Industry 5.0 recognizes the power of industry to achieve societal goals beyond jobs and growth to become a resilient provider of prosperity, by making production respect the boundaries of our planet and placing the wellbeing of the industry worker at the center of the production process.
And of course quite some business and economic progress. ‘People first’ also means skilled workers (and we lack digital factory skills), training, and a focus on talent, on top of ’empowered workers’ who can count on improved safety and wellbeing, all topics in future of work debates.
It is indeed not a coincidence that the attention for Industry 5.0 is accelerating now. Just as the COVID-19 pandemic accelerated digital transformation, it accelerated the focus on other challenges of our time and the importance of people, environment, and societal changes.
However, just as is the case with another phenomenon that existed before but now gets loads of attention, hybrid working models, the drivers behind Industry 5.0 aren’t new. It’s just that they are adapted to the modern Zeitgeist – and accelerated by it.

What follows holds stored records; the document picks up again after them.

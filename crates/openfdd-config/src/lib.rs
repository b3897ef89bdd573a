#![deny(unsafe_code)]

//! Configuration loading and validation for the OpenFDD control client.
//!
//! Loads TOML configuration files and validates them. Provides the
//! [`ClientConfig`] type as the central configuration structure shared by
//! the core session layer and the CLI.

use std::path::Path;
use std::time::Duration;

use serde::{Deserialize, Serialize};

/// Socket path the OpenFDD daemon listens on unless configured otherwise.
pub const DEFAULT_SOCKET_PATH: &str = "/var/run/openfdd.socket";

/// Prefix the daemon's greeting line must start with.
pub const DEFAULT_HEADER_PREFIX: &str = "openfdd";

/// Errors that can occur during configuration loading and validation.
#[derive(Debug, thiserror::Error)]
pub enum ConfigError {
    #[error("failed to read config file: {0}")]
    Io(#[from] std::io::Error),

    #[error("failed to parse TOML: {0}")]
    Parse(#[from] toml::de::Error),

    #[error("validation error: {0}")]
    Validation(String),
}

/// Top-level client configuration.
#[derive(Debug, Default, Clone, Serialize, Deserialize)]
pub struct ClientConfig {
    /// Daemon socket and I/O deadlines.
    #[serde(default)]
    pub connection: ConnectionConfig,

    /// Wire protocol knobs.
    #[serde(default)]
    pub protocol: ProtocolConfig,

    /// Logging configuration.
    #[serde(default)]
    pub logging: LoggingConfig,
}

/// How to reach the daemon.
///
/// Timeouts are in milliseconds; `0` disables the corresponding deadline
/// and lets the call wait for as long as the daemon takes.
#[derive(Debug, Clone, Serialize, Deserialize)]
pub struct ConnectionConfig {
    /// Filesystem path of the daemon's Unix domain socket.
    #[serde(default = "default_socket_path")]
    pub socket_path: String,

    #[serde(default = "default_connect_timeout_ms")]
    pub connect_timeout_ms: u64,

    #[serde(default = "default_io_timeout_ms")]
    pub read_timeout_ms: u64,

    #[serde(default = "default_io_timeout_ms")]
    pub write_timeout_ms: u64,
}

impl Default for ConnectionConfig {
    fn default() -> Self {
        Self {
            socket_path: default_socket_path(),
            connect_timeout_ms: default_connect_timeout_ms(),
            read_timeout_ms: default_io_timeout_ms(),
            write_timeout_ms: default_io_timeout_ms(),
        }
    }
}

impl ConnectionConfig {
    /// Connect deadline, or `None` when disabled.
    pub fn connect_timeout(&self) -> Option<Duration> {
        millis(self.connect_timeout_ms)
    }

    /// Per-frame read deadline, or `None` when disabled.
    pub fn read_timeout(&self) -> Option<Duration> {
        millis(self.read_timeout_ms)
    }

    /// Per-command write deadline, or `None` when disabled.
    pub fn write_timeout(&self) -> Option<Duration> {
        millis(self.write_timeout_ms)
    }
}

fn millis(ms: u64) -> Option<Duration> {
    (ms > 0).then(|| Duration::from_millis(ms))
}

fn default_socket_path() -> String {
    DEFAULT_SOCKET_PATH.to_string()
}

fn default_connect_timeout_ms() -> u64 {
    2_000
}

fn default_io_timeout_ms() -> u64 {
    5_000
}

/// Wire protocol configuration.
#[derive(Debug, Clone, Serialize, Deserialize)]
pub struct ProtocolConfig {
    /// Literal prefix the daemon's header line must start with.
    #[serde(default = "default_header_prefix")]
    pub header_prefix: String,

    /// Backslash-escape `\`, `,` and newlines inside outgoing fields.
    ///
    /// When `false`, fields are joined verbatim for daemons that do not
    /// unescape input; values containing those bytes are then split.
    #[serde(default = "default_escape_outgoing")]
    pub escape_outgoing: bool,
}

impl Default for ProtocolConfig {
    fn default() -> Self {
        Self {
            header_prefix: default_header_prefix(),
            escape_outgoing: default_escape_outgoing(),
        }
    }
}

fn default_header_prefix() -> String {
    DEFAULT_HEADER_PREFIX.to_string()
}

fn default_escape_outgoing() -> bool {
    true
}

/// Logging configuration.
#[derive(Debug, Clone, Serialize, Deserialize)]
pub struct LoggingConfig {
    /// Log level filter (e.g. "info", "debug", "trace").
    #[serde(default = "default_log_level")]
    pub level: String,
}

impl Default for LoggingConfig {
    fn default() -> Self {
        Self {
            level: default_log_level(),
        }
    }
}

fn default_log_level() -> String {
    "info".to_string()
}

impl ClientConfig {
    /// Load configuration from a TOML file at the given path using async I/O.
    pub async fn load(path: &Path) -> Result<Self, ConfigError> {
        let content = tokio::fs::read_to_string(path).await?;
        Self::parse(&content)
    }

    /// Parse configuration from a TOML string.
    pub fn parse(s: &str) -> Result<Self, ConfigError> {
        let config: ClientConfig = toml::from_str(s)?;
        config.validate()?;
        Ok(config)
    }

    /// Validate the configuration.
    pub fn validate(&self) -> Result<(), ConfigError> {
        if self.connection.socket_path.is_empty() {
            return Err(ConfigError::Validation(
                "connection.socket_path must not be empty".to_string(),
            ));
        }
        if self.protocol.header_prefix.is_empty() {
            return Err(ConfigError::Validation(
                "protocol.header_prefix must not be empty".to_string(),
            ));
        }
        let valid_levels = ["trace", "debug", "info", "warn", "error"];
        if !valid_levels.contains(&self.logging.level.as_str()) {
            return Err(ConfigError::Validation(format!(
                "logging.level must be one of {:?}, got {:?}",
                valid_levels, self.logging.level
            )));
        }
        Ok(())
    }
}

To resume: Industry 5.0 is a complement to Industry 4.0 and mainly focuses on a sustainable, human-centric, and resilient industry.
The images from the infographic above tell more, albeit with a European focus (full PDF here). Will Industry 5.0 also become a ‘thing’ outside the EU? Well, the drivers are there, as are the technologies (more about those later). Moreover, the term and ideas behind it live for quite some years in many countries. Regardless of the terms and European policies behind it, it’s clear that the same evolutions exist elsewhere, and as is the case in politics, talks are taking place on all mentioned topics in what does remain a bit of a globalized economic reality, despite everything that happened in recent years. And, as we saw, the term Industry 5.0 is anything but new or European.
PS: do note that Industry 5.0 in no way is only for companies that are further in their Industry 4.0 journey. Well on the contrary.